BRITAIN: The election polls weren’t wrong because of mistakes – pollsters deliberately cheated.

So now it’s official. We know what the pollsters did, and we know how they did it. The University of Southampton’s report into the great 2015 general election polling debacle stops short of telling us why they did it, but it doesn’t matter. We can fill that bit in for ourselves.

First, it’s been confirmed that the pollsters “herded”. Of course we knew the polls had mysteriously aligned in the final hours of the campaign – we could all see that for ourselves. But we know now – as some of us argued at the time – that this was not the basis of some ordinary statistical anomaly. As Professor Patrick Sturgiss, head of the inquiry, confirms: “A surprising feature of the 2015 election was the lack of variability across the polls in estimates of the difference in the Labour and Conservative vote shares. Having considered the available evidence, the Inquiry has been unable to rule out the possibility that ‘herding’ – whereby pollsters made design decisions that caused their polls to vary less than expected given their sample sizes – played a part in forming the statistical consensus.” . . .

Remember what the polling industry’s own explanation was for its errors. “Lazy Labour” voters who couldn’t be bothered to turn up on polling day, was one theory. The old favourite “Shy Tories” was also trotted out. Then there was the idea there had been a “Late Swing” to the Tories. Some people even speculated efficient Tory “Micro-targeting” of key marginals may have in some way skewed the results.
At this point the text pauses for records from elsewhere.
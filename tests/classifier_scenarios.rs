use std::sync::{Arc, Mutex};

use glaive::analysis::FeatureSet;
use glaive::classifier::{
    CancellationToken, Classification, ExampleEncoder, IntentClassifier, IntentModel,
    ModelHandle, NONE_LABEL, Trainer, TrainingConfig, TrainingExample, TrainingJob,
    TrainingState, Vocabulary, train_many,
};
use glaive::error::{GlaiveError, Result};

fn greetings() -> Vec<TrainingExample> {
    vec![
        TrainingExample::new(FeatureSet::from_keys(["hello"]), "greet"),
        TrainingExample::new(FeatureSet::from_keys(["hi"]), "greet"),
        TrainingExample::new(FeatureSet::from_keys(["bye"]), "farewell"),
        TrainingExample::new(FeatureSet::from_keys(["goodbye"]), "farewell"),
    ]
}

fn assert_normalized(model: &IntentModel, input: &FeatureSet) {
    let ranked = model.classify(input);
    assert_eq!(ranked.len(), model.labels().len());
    let total: f64 = ranked.iter().map(|s| s.score).sum();
    assert!((total - 1.0).abs() < 1e-9, "confidences sum to {total}");
    assert!(ranked.iter().all(|s| (0.0..=1.0).contains(&s.score)));
}

#[test]
fn greeting_corpus_ranks_known_and_unknown_input() -> Result<()> {
    let (model, result) = Trainer::default().train(&greetings())?;
    assert_eq!(result.state, TrainingState::Converged);

    let ranked = model.classify(&FeatureSet::from_keys(["hello"]));
    assert_eq!(ranked[0].label, "greet");
    assert!(ranked[0].score > 0.5);

    let ranked = model.classify(&FeatureSet::from_keys(["xyz"]));
    assert_eq!(ranked[0].label, NONE_LABEL);
    Ok(())
}

#[test]
fn fixed_error_training_is_deterministic() -> Result<()> {
    let config = TrainingConfig {
        fixed_error: true,
        max_iterations: 250,
        ..Default::default()
    };
    let (first, first_result) = Trainer::new(config.clone()).train(&greetings())?;
    let (second, second_result) = Trainer::new(config).train(&greetings())?;

    assert_eq!(first_result.iterations, 250);
    assert_eq!(first_result.iterations, second_result.iterations);
    assert_eq!(first_result.final_error, second_result.final_error);
    assert_eq!(first.classifier(), second.classifier());

    for keys in [vec!["hello"], vec!["bye", "hi"], vec!["unknown"]] {
        let input = FeatureSet::from_keys(keys);
        assert_eq!(first.classify(&input), second.classify(&input));
    }
    Ok(())
}

#[test]
fn confidences_are_normalized_for_any_input() -> Result<()> {
    let (model, _) = Trainer::default().train(&greetings())?;
    let inputs = [
        FeatureSet::new(),
        FeatureSet::from_keys(["hello"]),
        FeatureSet::from_keys(["hello", "bye", "xyz", "abc"]),
        [("goodbye", 1000.0)].into_iter().collect(),
        [("hi", -50.0)].into_iter().collect(),
    ];
    for input in &inputs {
        assert_normalized(&model, input);
    }
    Ok(())
}

#[test]
fn extreme_inputs_keep_confidences_normalized() -> Result<()> {
    let (model, _) = Trainer::default().train(&greetings())?;

    let flood: FeatureSet = (0..4_000).map(|i| (format!("oov-{i}"), 1.0)).collect();
    assert_normalized(&model, &flood);
    assert_eq!(model.classify(&flood)[0].label, NONE_LABEL);

    let huge: FeatureSet = [("goodbye", 1e308)].into_iter().collect();
    assert_normalized(&model, &huge);
    assert_eq!(model.classify(&huge)[0].label, "farewell");

    let mixed: FeatureSet = [("goodbye", 1e308), ("hi", -1e308)].into_iter().collect();
    assert_normalized(&model, &mixed);
    Ok(())
}

#[test]
fn out_of_vocabulary_input_falls_back_to_biases_without_none_feature() -> Result<()> {
    let mut config = TrainingConfig::default();
    config.none_feature.enabled = false;
    let (model, _) = Trainer::new(config).train(&greetings())?;

    let oov = FeatureSet::from_keys(["xyz", "qwerty"]);
    let empty = FeatureSet::new();
    assert_eq!(model.raw_scores(&oov), model.raw_scores(&empty));
    assert_eq!(model.raw_scores(&oov), model.classifier().biases());
    assert_normalized(&model, &oov);
    Ok(())
}

#[test]
fn two_label_corpus_converges_within_bounded_iterations() -> Result<()> {
    let (_, first) = Trainer::default().train(&greetings())?;
    let (_, second) = Trainer::default().train(&greetings())?;

    assert_eq!(first.state, TrainingState::Converged);
    assert!(first.iterations < 200, "took {} iterations", first.iterations);
    assert!(first.final_error < 1e-3);
    assert_eq!(first.iterations, second.iterations);
    Ok(())
}

#[test]
fn explanation_sums_to_raw_score() -> Result<()> {
    let (model, _) = Trainer::default().train(&greetings())?;
    let inputs = [
        FeatureSet::from_keys(["hello", "bye"]),
        FeatureSet::from_keys(["hi", "never-seen"]),
        FeatureSet::new(),
    ];
    for input in &inputs {
        let raw = model.raw_scores(input);
        for (index, label) in model.labels().iter().enumerate() {
            let explanation = model.explain(input, label).expect("known label");
            let sum: f64 = explanation
                .contributions
                .iter()
                .map(|c| c.contribution)
                .sum::<f64>()
                + explanation.bias;
            assert!((sum - raw[index]).abs() < 1e-9);
        }
    }

    let explanation = model
        .explain(&FeatureSet::from_keys(["hello"]), "greet")
        .expect("known label");
    assert_eq!(explanation.contributions.len(), 1);
    assert_eq!(explanation.contributions[0].feature, "hello");
    assert!(explanation.contributions[0].weight > 0.0);
    Ok(())
}

#[test]
fn examples_without_known_features_still_train() -> Result<()> {
    let mut examples = greetings();
    examples.push(TrainingExample::new(FeatureSet::new(), "greet"));
    examples.push(TrainingExample::none(FeatureSet::from_keys(["meh"])));

    let (model, result) = Trainer::default().train(&examples)?;
    assert!(result.iterations > 0);
    assert_eq!(model.classify(&FeatureSet::from_keys(["meh"]))[0].label, NONE_LABEL);
    Ok(())
}

#[test]
fn empty_corpus_is_a_configuration_error() {
    let err = Trainer::default().train(&[]).unwrap_err();
    assert!(matches!(err, GlaiveError::Corpus(_)));
}

#[test]
fn cancellation_stops_at_iteration_boundary() -> Result<()> {
    let token = CancellationToken::new();
    let trigger = token.clone();
    let seen = Arc::new(Mutex::new(Vec::new()));
    let sink = Arc::clone(&seen);

    let trainer = Trainer::new(TrainingConfig {
        fixed_error: true,
        max_iterations: 10_000,
        ..Default::default()
    })
    .with_cancellation(token)
    .with_progress(move |p| {
        sink.lock().unwrap().push(p.iteration);
        if p.iteration == 5 {
            trigger.cancel();
        }
    });

    let (model, result) = trainer.train(&greetings())?;
    assert_eq!(result.state, TrainingState::Stopped);
    assert_eq!(result.iterations, 5);
    assert_eq!(*seen.lock().unwrap(), vec![1, 2, 3, 4, 5]);
    assert_eq!(model.metadata().iterations, 5);
    assert_eq!(model.classify(&FeatureSet::from_keys(["hello"]))[0].label, "greet");
    Ok(())
}

#[test]
fn progress_callback_does_not_change_outcome() -> Result<()> {
    let config = TrainingConfig {
        fixed_error: true,
        max_iterations: 100,
        ..Default::default()
    };
    let errors = Arc::new(Mutex::new(Vec::new()));
    let sink = Arc::clone(&errors);

    let (observed, observed_result) = Trainer::new(config.clone())
        .with_progress(move |p| sink.lock().unwrap().push(p.error))
        .train(&greetings())?;
    let (plain, plain_result) = Trainer::new(config).train(&greetings())?;

    assert_eq!(observed.classifier(), plain.classifier());
    assert_eq!(observed_result.final_error, plain_result.final_error);

    let errors = errors.lock().unwrap();
    assert_eq!(errors.len(), 100);
    assert_eq!(errors.last().copied(), Some(plain_result.final_error));
    assert!(errors[99] < errors[0]);
    Ok(())
}

#[test]
fn trainer_accepts_injected_vocabularies() -> Result<()> {
    let encoder = ExampleEncoder::new(
        Vocabulary::from_keys(["goodbye", "bye", "hi", "hello"]),
        Vocabulary::from_keys(["farewell", "greet"]),
    )?;
    let mut config = TrainingConfig::default();
    config.none_feature.enabled = false;

    let (model, _) = Trainer::new(config).train_with_encoder(encoder, &greetings())?;
    assert_eq!(model.labels(), ["farewell", "greet", "None"]);
    assert_eq!(
        model.encoder().features().keys(),
        ["goodbye", "bye", "hi", "hello"]
    );
    assert_eq!(model.classify(&FeatureSet::from_keys(["hi"]))[0].label, "greet");
    Ok(())
}

#[test]
fn injected_label_vocabulary_must_cover_corpus_intents() -> Result<()> {
    let encoder = ExampleEncoder::new(
        Vocabulary::from_keys(["hello", "hi", "bye", "goodbye"]),
        Vocabulary::from_keys(["greet"]),
    )?;

    let err = Trainer::default()
        .train_with_encoder(encoder, &greetings())
        .unwrap_err();
    assert!(matches!(err, GlaiveError::Vocabulary(_)));
    assert!(err.to_string().contains("farewell"));
    Ok(())
}

#[test]
fn handle_serves_untrained_until_swap() -> Result<()> {
    let handle = ModelHandle::new();
    let input = FeatureSet::from_keys(["bye"]);
    assert_eq!(handle.predict(&input), Classification::Untrained);

    let (model, _) = Trainer::default().train(&greetings())?;
    handle.replace(model);

    let current = handle.current().expect("trained model");
    let readers: Vec<_> = (0..4)
        .map(|_| {
            let model = Arc::clone(&current);
            let input = input.clone();
            std::thread::spawn(move || model.classify(&input)[0].label.clone())
        })
        .collect();
    for reader in readers {
        assert_eq!(reader.join().unwrap(), "farewell");
    }

    assert_eq!(
        handle.predict(&input).top().map(|s| s.label.as_str()),
        Some("farewell")
    );
    Ok(())
}

#[test]
fn batch_classification_matches_sequential() -> Result<()> {
    let (model, _) = Trainer::default().train(&greetings())?;
    let inputs: Vec<FeatureSet> = ["hello", "bye", "hi", "goodbye", "nope"]
        .into_iter()
        .map(|k| FeatureSet::from_keys([k]))
        .collect();

    let batch = model.classify_batch(&inputs);
    assert_eq!(batch.len(), inputs.len());
    for (input, ranked) in inputs.iter().zip(&batch) {
        assert_eq!(&model.classify(input), ranked);
    }
    Ok(())
}

#[test]
fn independent_models_train_in_parallel() {
    let jobs = (0..4)
        .map(|i| TrainingJob {
            name: format!("job-{i}"),
            config: TrainingConfig {
                fixed_error: true,
                max_iterations: 50 + i * 10,
                ..Default::default()
            },
            examples: greetings(),
        })
        .collect();

    let results = train_many(jobs);
    assert_eq!(results.len(), 4);
    for (i, (name, result)) in results.into_iter().enumerate() {
        assert_eq!(name, format!("job-{i}"));
        let (_, result) = result.expect("job trains");
        assert_eq!(result.iterations, 50 + i * 10);
    }
}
It was all rubbish. The polls were wrong because the pollsters had – inaccurately – manipulated their own samples. . . .

In any case, we don’t need to speculate about whether pollsters manipulated their findings, because the pollsters have admitted it themselves. Survation announced the morning after the result that they had decided not to publish their own “final” poll of the campaign because – in the words of company CEO Damian Lyons Lowe – “the results seemed so “out of line” with all the polling conducted by ourselves and our peers – what poll commentators would term an “outlier” – that I “chickened out” of publishing the figures.

So few institutions are trustworthy, these days. Luckily, this sort of thing could never happen here. . . .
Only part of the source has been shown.